Nonetheless if it were controlled, a discussion with comments would be
interesting to contrast ideas and clarify concepts.

1. Introduction
2. DbLinq implementation state
3. Where and how to begin

== Introduction ==

I understand as "complex projections" those projections which contains
associations accesses (AKA EntityRefs & EntitySets) or contains not-scalar
nested queries.

example:
db.Orders.Select(o=>new {o.Employee, o.OrderDetails,
o.OrderDetails.Select(od=> od.ProductID});

In the above example you can see the three cases:
· An association many to one (EntityRef or parent association)
· An association one to many (EntitiSet or children association)
· A not-scalar nested query.

IMO this kind of projections are one of the most important features that
Linq2Sql (and others O/R mappers) offers. This kind of queries allow us to
retrieve hierarchied information (a tree) vs a sql queries, which return
plain information (a table)

What I mean with a tree structure?

For example db.Employees.Select(e=>e.Orders) expression returns a
IEnumerable<EntitySet<Order>> and this type has got a tree structure.

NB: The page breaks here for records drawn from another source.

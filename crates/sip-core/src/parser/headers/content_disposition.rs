// Parser for the Content-Disposition header (RFC 3261 Section 20.13)
// Content-Disposition = "Content-Disposition" HCOLON disp-type *( SEMI disp-param )
// disp-type = "render" / "session" / "icon" / "alert" / disp-extension-token (token)
// disp-param = handling-param / generic-param
// handling-param = "handling" EQUAL ( "optional" / "required" / other-handling (token) )

use nom::{
    branch::alt,
    bytes::complete::{tag, tag_no_case},
    combinator::{map, map_res, opt, value},
    multi::many0,
    sequence::{pair, preceded, terminated},
    IResult,
    error::{Error as NomError, ErrorKind, ParseError},
};
use std::str;

// Import from base parser modules
use crate::parser::separators::{hcolon, semi, equal};
use crate::parser::token::token;
use crate::parser::common_params::generic_param;
use crate::parser::ParseResult;
use crate::parser::whitespace::{lws, owsp, sws};

use crate::types::param::Param;
use crate::types::content_disposition::{ContentDisposition, DispositionType, DispositionParam, Handling};

// disp-type = "render" / "session" / "icon" / "alert" / disp-extension-token
// disp-extension-token = token
fn disp_type(input: &[u8]) -> ParseResult<DispositionType> {
    // Handle any leading whitespace including line folding
    let (input, _) = opt(lws)(input)?;
    
    map_res(
        alt((
            tag_no_case("render"), tag_no_case("session"),
            tag_no_case("icon"), tag_no_case("alert"),
            token // Fallback for extension token
        )),
        |bytes| { 
            str::from_utf8(bytes)
                .map_err(|_| nom::Err::Failure(NomError::from_error_kind(bytes, ErrorKind::Char)))
                .and_then(|s| {
                    Ok::<DispositionType, nom::Err<NomError<&[u8]>>>(match s.to_ascii_lowercase().as_str() {
                        "render" => DispositionType::Render,
                        "session" => DispositionType::Session,
                        "icon" => DispositionType::Icon,
                        "alert" => DispositionType::Alert,
                        other => DispositionType::Other(other.to_string()),
                    })
                })
        }
    )(input)
}

/// Parses the Content-Disposition header value.
pub fn parse_content_disposition(input: &[u8]) -> ParseResult<(String, Vec<DispositionParam>)> {
    // First check for empty input
    if input.is_empty() {
        return Err(nom::Err::Error(NomError::from_error_kind(input, ErrorKind::TakeWhile1)));
    }

    let (input, dtype) = disp_type(input)?;
    let (input, params_vec) = many0(preceded(
        terminated(semi, opt(lws)), // Handle whitespace after semicolon, including line folding
        disp_param
    ))(input)?;
    
    // Handle any trailing whitespace
    let (input, _) = sws(input)?;
    
    // Check that there's nothing left to parse
    if !input.is_empty() {
        return Err(nom::Err::Error(NomError::from_error_kind(input, ErrorKind::Eof)));
    }
    
    let disp_type_str = match dtype {
        DispositionType::Render => "render".to_string(),
        DispositionType::Session => "session".to_string(),
        DispositionType::Icon => "icon".to_string(),
        DispositionType::Alert => "alert".to_string(),
        DispositionType::Other(s) => s,
    };
    
    Ok((input, (disp_type_str, params_vec)))
}

// handling-param parser
fn handling_param(input: &[u8]) -> ParseResult<Handling> {
    // Handle any leading whitespace including line folding for parameter name
    let (input, _) = opt(lws)(input)?;
    
    preceded(
        pair(tag_no_case("handling"), terminated(equal, opt(lws))), // Allow whitespace after equals
        map_res(
            alt((tag_no_case("optional"), tag_no_case("required"), token)),
            |bytes| { 
                 str::from_utf8(bytes)
                    .map_err(|_| nom::Err::Failure(NomError::from_error_kind(bytes, ErrorKind::Char)))
                    .and_then(|s| {
                        Ok::<Handling, nom::Err<NomError<&[u8]>>>(match s.to_ascii_lowercase().as_str() {
                            "optional" => Handling::Optional,
                            "required" => Handling::Required,
                            other => Handling::Other(other.to_string()),
                        })
                    })
            }
        )
    )(input)
}

// Define the disp_param parser function
fn disp_param(input: &[u8]) -> ParseResult<DispositionParam> {
    // Handle any leading whitespace for the parameter
    let (input, _) = opt(lws)(input)?;
    
    alt((
        map(handling_param, DispositionParam::Handling),
        map(generic_param, DispositionParam::Generic), // Use existing generic_param parser
    ))(input)
}

#[cfg(test)]
mod tests {
    use super::*;
    use crate::types::param::{GenericValue, Param};

    #[test]
    fn test_disp_param() {
        let (rem_h, param_h) = disp_param(b"handling=required").unwrap();
        assert!(rem_h.is_empty());
        assert!(matches!(param_h, DispositionParam::Handling(Handling::Required)));

        let (rem_g, param_g) = disp_param(b"filename=myfile.txt").unwrap();
        assert!(rem_g.is_empty());
        assert!(matches!(param_g, DispositionParam::Generic(Param::Other(n, Some(GenericValue::Token(v)))) if n == "filename" && v == "myfile.txt"));
    }
    
    #[test]
    fn test_parse_content_disposition_simple() {
        let input = b"session";
        let result = parse_content_disposition(input);
        assert!(result.is_ok());
        let (rem, (dtype, params)) = result.unwrap();
        assert!(rem.is_empty());
        assert_eq!(dtype, "session");
        assert!(params.is_empty());
    }
    
    #[test]
    fn test_parse_content_disposition_with_params() {
        let input = b"attachment; filename=pic.jpg; handling=optional";
        let result = parse_content_disposition(input);
        assert!(result.is_ok());
        let (rem, (dtype, params)) = result.unwrap();
        assert!(rem.is_empty());
        assert_eq!(dtype, "attachment");
        assert_eq!(params.len(), 2);
        assert!(params.iter().any(|p| matches!(p, DispositionParam::Generic(Param::Other(n, Some(GenericValue::Token(v)))) if n == "filename" && v == "pic.jpg")));
        assert!(params.iter().any(|p| matches!(p, DispositionParam::Handling(Handling::Optional))));
    }
    
    #[test]
    fn test_rfc3261_disposition_types() {
        // Test all standard disposition types from RFC 3261
        for disp_type in &["render", "session", "icon", "alert"] {
            let input = disp_type.as_bytes();
            let result = parse_content_disposition(input);
            assert!(result.is_ok());
            let (rem, (dtype, _)) = result.unwrap();
            assert!(rem.is_empty());
            assert_eq!(dtype, *disp_type);
        }
    }
    
    #[test]
    fn test_handling_param_values() {
        // Test all standard handling parameter values
        let input = b"session; handling=optional";
        let result = parse_content_disposition(input);
        assert!(result.is_ok());
        let (_, (_, params)) = result.unwrap();
        assert!(params.contains(&DispositionParam::Handling(Handling::Optional)));
        
        let input = b"session; handling=required";
        let result = parse_content_disposition(input);
        assert!(result.is_ok());
        let (_, (_, params)) = result.unwrap();
        assert!(params.contains(&DispositionParam::Handling(Handling::Required)));
        
        // Test custom handling value
        let input = b"session; handling=custom";
        let result = parse_content_disposition(input);
        assert!(result.is_ok());
        let (_, (_, params)) = result.unwrap();
        assert!(params.iter().any(|p| matches!(p, DispositionParam::Handling(Handling::Other(v)) if v == "custom")));
    }
    
    #[test]
    fn test_extension_disposition_type() {
        // Test custom disposition type (not in RFC standard list)
        let input = b"custom-disposition; handling=optional";
        let result = parse_content_disposition(input);
        assert!(result.is_ok());
        let (rem, (dtype, params)) = result.unwrap();
        assert!(rem.is_empty());
        assert_eq!(dtype, "custom-disposition");
        assert_eq!(params.len(), 1);
    }
    
    #[test]
    fn test_with_whitespace() {
        // Test with various whitespace patterns
        let input = b"  session  ;  handling = optional  ;  filename = test.txt  ";
        let result = parse_content_disposition(input);
        assert!(result.is_ok());
        let (rem, (dtype, params)) = result.unwrap();
        assert!(rem.is_empty());
        assert_eq!(dtype, "session");
        assert_eq!(params.len(), 2);
        
        // Test with tabs
        let input = b"session	;	handling=optional";
        let result = parse_content_disposition(input);
        assert!(result.is_ok());
    }
    
    #[test]
    fn test_with_line_folding() {
        // Test with line folding after disposition type
        let input = b"session\r\n ; handling=optional";
        let result = parse_content_disposition(input);
        assert!(result.is_ok());
        let (rem, (dtype, params)) = result.unwrap();
        assert!(rem.is_empty());
        assert_eq!(dtype, "session");
        assert_eq!(params.len(), 1);
        
        // Test with line folding within parameters
        let input = b"session; handling\r\n =\r\n optional; filename\r\n =\r\n test.txt";
        let result = parse_content_disposition(input);
        assert!(result.is_ok());
        let (rem, (dtype, params)) = result.unwrap();
        assert!(rem.is_empty());
        assert_eq!(dtype, "session");
        assert_eq!(params.len(), 2);
    }
    
    #[test]
    fn test_case_insensitivity() {
        // Test case insensitivity for disposition type
        let input = b"SESSION; handling=optional";
        let result = parse_content_disposition(input);
        assert!(result.is_ok());
        let (rem, (dtype, _)) = result.unwrap();
        assert!(rem.is_empty());
        assert_eq!(dtype, "session");
        
        // Test case insensitivity for handling parameter
        let input = b"session; HANDLING=OPTIONAL";
        let result = parse_content_disposition(input);
        assert!(result.is_ok());
        let (_, (_, params)) = result.unwrap();
        assert!(params.contains(&DispositionParam::Handling(Handling::Optional)));
    }
    
    #[test]
    fn test_rfc_examples() {
        // Test examples from RFC 3261 Section 20.13
        let input = b"render";
        let result = parse_content_disposition(input);
        assert!(result.is_ok());
        
        // Although not explicitly given in RFC 3261, testing common examples
        let input = b"session";
        let result = parse_content_disposition(input);
        assert!(result.is_ok());
        
        let input = b"icon; handling=optional";
        let result = parse_content_disposition(input);
        assert!(result.is_ok());
    }
    
    #[test]
    fn test_error_handling() {
        // Test empty input
        let input = b"";
        assert!(parse_content_disposition(input).is_err());
        
        // Test incomplete parameter
        let input = b"session; handling=";
        assert!(parse_content_disposition(input).is_err());
        
        // Test invalid parameter format
        let input = b"session; handling:optional"; // colon instead of equals
        assert!(parse_content_disposition(input).is_err());
        
        // Test unexpected trailing content
        let input = b"session; handling=optional invalid";
        assert!(parse_content_disposition(input).is_err());
    }
    
    #[test]
    fn test_abnf_compliance() {
        // Tests ABNF compliance by testing grammar elements individually
        
        // disp-type - all valid types
        assert!(parse_content_disposition(b"render").is_ok());
        assert!(parse_content_disposition(b"session").is_ok());
        assert!(parse_content_disposition(b"icon").is_ok());
        assert!(parse_content_disposition(b"alert").is_ok());
        assert!(parse_content_disposition(b"custom-type").is_ok()); // extension token
        
        // disp-param - both types
        assert!(parse_content_disposition(b"render; handling=optional").is_ok()); // handling-param
        assert!(parse_content_disposition(b"render; custom=value").is_ok()); // generic-param
        
        // handling-param - all values
        assert!(parse_content_disposition(b"render; handling=optional").is_ok());
        assert!(parse_content_disposition(b"render; handling=required").is_ok());
        assert!(parse_content_disposition(b"render; handling=other-value").is_ok()); // other-handling
        
        // Multiple parameters with SEMI separator
        assert!(parse_content_disposition(b"render; param1=value1; param2=value2").is_ok());
    }
    
    #[test]
    fn test_multiple_params_of_different_types() {
        let input = b"session; handling=required; filename=\"report.txt\"; size=1024; custom-param=value";
        let result = parse_content_disposition(input);
        assert!(result.is_ok());
        let (rem, (dtype, params)) = result.unwrap();
        assert!(rem.is_empty());
        assert_eq!(dtype, "session");
        assert_eq!(params.len(), 4);
        
        // Verify handling param
        assert!(params.contains(&DispositionParam::Handling(Handling::Required)));
        
        // Verify filename generic param
        assert!(params.iter().any(|p| {
            if let DispositionParam::Generic(Param::Other(name, Some(GenericValue::Token(value)))) = p {
                name == "size" && value == "1024"
            } else {
                false
            }
        }));
    }
}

AFAIK DbLinq currently doesn't support it yet, or at least it crashes in
such cases. To implement it, probably we will need to make modifications
into the CutOutOperands* stage and QueryRunner class, specially for
EntitySet & not-scalar nested queries. Why? because the information of each
tuple (of type EntitySet<Order>) is in more than one row.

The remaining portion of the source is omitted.